What this task involves: Output only how many lines below contain "limited".

Available data:
______
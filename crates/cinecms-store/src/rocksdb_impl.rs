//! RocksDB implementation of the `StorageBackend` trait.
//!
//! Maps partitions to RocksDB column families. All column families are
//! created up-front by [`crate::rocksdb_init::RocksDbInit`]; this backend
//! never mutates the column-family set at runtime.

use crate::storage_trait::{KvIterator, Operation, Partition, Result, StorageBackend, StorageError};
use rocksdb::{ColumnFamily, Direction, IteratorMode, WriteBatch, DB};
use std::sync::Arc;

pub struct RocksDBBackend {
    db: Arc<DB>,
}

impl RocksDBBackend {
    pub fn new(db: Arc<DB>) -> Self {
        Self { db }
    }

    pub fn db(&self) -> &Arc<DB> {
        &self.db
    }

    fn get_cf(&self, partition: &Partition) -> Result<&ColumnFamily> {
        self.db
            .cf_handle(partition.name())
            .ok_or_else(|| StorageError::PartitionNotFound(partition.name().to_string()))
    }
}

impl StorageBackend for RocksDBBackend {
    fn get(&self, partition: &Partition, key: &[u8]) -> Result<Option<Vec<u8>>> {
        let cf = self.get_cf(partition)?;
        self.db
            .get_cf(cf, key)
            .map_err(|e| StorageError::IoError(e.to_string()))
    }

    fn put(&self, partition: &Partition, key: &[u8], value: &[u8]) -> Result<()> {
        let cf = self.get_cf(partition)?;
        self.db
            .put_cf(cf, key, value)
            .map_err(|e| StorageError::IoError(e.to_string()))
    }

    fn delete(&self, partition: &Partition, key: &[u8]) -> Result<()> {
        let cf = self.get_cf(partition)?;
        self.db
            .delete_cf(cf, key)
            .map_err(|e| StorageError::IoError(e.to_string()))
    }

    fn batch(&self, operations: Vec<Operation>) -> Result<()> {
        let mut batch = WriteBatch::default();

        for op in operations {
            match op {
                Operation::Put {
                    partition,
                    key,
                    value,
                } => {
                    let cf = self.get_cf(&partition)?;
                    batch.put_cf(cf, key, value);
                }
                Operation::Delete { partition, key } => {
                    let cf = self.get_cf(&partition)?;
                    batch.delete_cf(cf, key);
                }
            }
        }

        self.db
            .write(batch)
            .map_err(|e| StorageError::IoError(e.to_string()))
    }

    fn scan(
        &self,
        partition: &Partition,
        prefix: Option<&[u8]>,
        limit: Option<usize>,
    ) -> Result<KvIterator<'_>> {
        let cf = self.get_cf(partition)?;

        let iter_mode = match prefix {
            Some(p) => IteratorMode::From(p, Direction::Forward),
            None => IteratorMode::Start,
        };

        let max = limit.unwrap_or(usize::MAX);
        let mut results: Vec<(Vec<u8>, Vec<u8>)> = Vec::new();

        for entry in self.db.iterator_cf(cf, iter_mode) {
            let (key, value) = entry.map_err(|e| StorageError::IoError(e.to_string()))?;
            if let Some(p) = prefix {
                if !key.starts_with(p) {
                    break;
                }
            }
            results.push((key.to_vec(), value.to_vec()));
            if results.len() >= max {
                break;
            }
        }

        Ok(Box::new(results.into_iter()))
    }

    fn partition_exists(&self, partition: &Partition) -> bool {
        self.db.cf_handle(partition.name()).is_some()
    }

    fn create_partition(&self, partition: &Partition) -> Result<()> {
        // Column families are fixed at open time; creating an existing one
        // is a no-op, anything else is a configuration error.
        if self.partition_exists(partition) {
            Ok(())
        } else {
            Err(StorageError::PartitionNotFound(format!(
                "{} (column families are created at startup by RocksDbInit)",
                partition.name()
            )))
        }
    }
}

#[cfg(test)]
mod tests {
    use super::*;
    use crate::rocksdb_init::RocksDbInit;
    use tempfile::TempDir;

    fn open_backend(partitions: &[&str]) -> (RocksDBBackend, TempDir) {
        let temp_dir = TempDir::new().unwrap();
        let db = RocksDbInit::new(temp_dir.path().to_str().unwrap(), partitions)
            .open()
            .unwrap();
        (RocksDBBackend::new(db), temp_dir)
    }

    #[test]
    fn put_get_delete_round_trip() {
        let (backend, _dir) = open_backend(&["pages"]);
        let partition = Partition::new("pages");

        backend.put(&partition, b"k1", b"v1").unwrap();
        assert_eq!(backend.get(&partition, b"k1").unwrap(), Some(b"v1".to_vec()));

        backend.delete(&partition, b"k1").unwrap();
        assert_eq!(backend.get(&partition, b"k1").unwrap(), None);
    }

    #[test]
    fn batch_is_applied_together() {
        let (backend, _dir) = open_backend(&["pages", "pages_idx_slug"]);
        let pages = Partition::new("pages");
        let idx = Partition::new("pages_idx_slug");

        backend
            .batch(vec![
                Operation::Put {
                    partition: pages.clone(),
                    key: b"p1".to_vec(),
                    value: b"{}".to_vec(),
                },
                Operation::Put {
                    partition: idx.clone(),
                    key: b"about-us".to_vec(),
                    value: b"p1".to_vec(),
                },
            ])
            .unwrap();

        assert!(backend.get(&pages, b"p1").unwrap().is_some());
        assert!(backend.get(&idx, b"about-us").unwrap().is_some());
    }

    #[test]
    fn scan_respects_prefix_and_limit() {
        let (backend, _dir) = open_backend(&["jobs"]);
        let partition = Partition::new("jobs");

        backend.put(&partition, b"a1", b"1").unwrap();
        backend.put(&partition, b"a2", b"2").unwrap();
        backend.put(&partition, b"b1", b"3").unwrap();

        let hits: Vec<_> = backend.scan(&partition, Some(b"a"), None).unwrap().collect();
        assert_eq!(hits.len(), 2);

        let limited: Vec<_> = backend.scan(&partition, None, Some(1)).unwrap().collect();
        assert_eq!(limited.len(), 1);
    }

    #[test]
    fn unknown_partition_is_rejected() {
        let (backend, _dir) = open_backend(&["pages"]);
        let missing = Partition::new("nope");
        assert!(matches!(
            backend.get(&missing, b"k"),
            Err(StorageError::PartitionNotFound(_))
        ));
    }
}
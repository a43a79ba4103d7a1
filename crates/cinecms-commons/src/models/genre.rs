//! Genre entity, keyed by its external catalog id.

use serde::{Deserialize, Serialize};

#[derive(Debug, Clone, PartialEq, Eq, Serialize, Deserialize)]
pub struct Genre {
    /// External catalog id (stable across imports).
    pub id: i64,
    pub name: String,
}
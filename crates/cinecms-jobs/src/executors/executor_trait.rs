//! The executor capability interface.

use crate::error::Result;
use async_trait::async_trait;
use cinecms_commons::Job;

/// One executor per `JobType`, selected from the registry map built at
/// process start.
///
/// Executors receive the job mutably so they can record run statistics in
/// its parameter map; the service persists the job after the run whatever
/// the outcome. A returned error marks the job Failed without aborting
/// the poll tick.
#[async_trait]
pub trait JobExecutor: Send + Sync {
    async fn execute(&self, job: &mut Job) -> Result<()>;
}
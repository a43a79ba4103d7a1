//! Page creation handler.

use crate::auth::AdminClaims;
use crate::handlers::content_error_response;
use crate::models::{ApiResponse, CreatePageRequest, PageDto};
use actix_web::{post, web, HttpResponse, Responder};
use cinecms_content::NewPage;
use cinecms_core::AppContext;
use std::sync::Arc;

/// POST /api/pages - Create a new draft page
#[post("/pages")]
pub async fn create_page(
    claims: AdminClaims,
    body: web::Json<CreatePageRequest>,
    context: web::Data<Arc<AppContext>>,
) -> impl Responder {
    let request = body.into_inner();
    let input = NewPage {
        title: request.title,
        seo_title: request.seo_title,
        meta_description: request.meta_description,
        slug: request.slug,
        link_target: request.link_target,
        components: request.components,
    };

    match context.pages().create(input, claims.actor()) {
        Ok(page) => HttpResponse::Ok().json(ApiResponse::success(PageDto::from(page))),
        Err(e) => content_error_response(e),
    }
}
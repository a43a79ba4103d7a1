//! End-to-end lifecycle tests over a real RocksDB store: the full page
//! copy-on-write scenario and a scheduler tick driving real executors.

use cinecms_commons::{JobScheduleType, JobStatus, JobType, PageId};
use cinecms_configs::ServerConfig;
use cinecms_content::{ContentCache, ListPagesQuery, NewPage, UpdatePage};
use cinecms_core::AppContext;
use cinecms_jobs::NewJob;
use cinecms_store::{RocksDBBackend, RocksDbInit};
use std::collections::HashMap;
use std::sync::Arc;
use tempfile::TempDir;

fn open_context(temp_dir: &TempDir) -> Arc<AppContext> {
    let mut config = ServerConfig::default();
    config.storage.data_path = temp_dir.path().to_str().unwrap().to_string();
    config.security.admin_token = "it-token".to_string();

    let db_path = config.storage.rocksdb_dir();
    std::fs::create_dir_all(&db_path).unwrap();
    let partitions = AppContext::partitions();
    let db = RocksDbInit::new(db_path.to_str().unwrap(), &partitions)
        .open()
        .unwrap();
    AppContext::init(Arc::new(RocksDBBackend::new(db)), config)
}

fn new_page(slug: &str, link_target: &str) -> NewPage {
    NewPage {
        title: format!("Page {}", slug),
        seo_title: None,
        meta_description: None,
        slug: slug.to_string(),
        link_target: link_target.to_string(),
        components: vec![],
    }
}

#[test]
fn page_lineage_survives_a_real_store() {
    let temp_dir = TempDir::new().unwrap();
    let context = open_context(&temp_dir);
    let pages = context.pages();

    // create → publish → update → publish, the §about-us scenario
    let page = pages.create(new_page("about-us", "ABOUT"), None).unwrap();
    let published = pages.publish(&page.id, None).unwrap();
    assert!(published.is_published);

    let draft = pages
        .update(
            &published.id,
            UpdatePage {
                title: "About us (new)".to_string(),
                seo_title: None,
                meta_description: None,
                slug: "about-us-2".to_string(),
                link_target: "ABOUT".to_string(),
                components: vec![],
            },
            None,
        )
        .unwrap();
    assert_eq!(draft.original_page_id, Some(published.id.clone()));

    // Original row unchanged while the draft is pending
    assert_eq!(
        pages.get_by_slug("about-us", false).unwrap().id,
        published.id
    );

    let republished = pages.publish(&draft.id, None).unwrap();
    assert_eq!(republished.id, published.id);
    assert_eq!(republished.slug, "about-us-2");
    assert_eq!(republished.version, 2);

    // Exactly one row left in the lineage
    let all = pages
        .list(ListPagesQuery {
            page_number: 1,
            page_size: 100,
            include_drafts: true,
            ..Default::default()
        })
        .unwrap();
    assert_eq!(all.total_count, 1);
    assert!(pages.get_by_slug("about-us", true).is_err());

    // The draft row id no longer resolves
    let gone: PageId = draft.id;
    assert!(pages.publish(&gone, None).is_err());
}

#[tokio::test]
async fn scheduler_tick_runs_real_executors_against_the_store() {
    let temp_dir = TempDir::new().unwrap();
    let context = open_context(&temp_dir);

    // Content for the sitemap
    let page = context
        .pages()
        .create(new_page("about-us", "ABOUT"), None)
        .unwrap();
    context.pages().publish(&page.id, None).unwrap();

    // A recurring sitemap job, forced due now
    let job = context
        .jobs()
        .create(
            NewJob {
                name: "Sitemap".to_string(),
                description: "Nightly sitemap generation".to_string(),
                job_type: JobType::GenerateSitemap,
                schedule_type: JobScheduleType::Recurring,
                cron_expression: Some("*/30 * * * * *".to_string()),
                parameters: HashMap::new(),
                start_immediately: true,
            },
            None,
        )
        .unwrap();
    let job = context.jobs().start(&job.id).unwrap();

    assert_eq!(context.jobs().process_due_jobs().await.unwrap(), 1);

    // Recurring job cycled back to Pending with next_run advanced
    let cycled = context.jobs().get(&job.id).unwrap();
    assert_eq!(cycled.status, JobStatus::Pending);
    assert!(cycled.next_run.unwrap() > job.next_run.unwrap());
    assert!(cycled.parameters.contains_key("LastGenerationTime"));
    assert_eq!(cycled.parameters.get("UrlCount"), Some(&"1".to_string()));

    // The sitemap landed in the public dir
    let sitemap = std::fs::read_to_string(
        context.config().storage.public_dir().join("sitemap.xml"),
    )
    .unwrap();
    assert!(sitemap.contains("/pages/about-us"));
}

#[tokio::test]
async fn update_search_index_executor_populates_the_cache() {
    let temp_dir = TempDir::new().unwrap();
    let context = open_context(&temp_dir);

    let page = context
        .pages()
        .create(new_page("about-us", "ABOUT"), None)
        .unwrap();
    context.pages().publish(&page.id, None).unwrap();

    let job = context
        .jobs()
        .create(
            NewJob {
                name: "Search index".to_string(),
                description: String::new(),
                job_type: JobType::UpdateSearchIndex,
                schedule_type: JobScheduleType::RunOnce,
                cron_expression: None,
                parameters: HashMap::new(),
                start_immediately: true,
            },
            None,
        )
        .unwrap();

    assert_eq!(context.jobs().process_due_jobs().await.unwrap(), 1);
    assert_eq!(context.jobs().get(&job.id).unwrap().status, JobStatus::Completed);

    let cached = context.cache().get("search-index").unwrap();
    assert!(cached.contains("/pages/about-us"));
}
______
The completed task: 2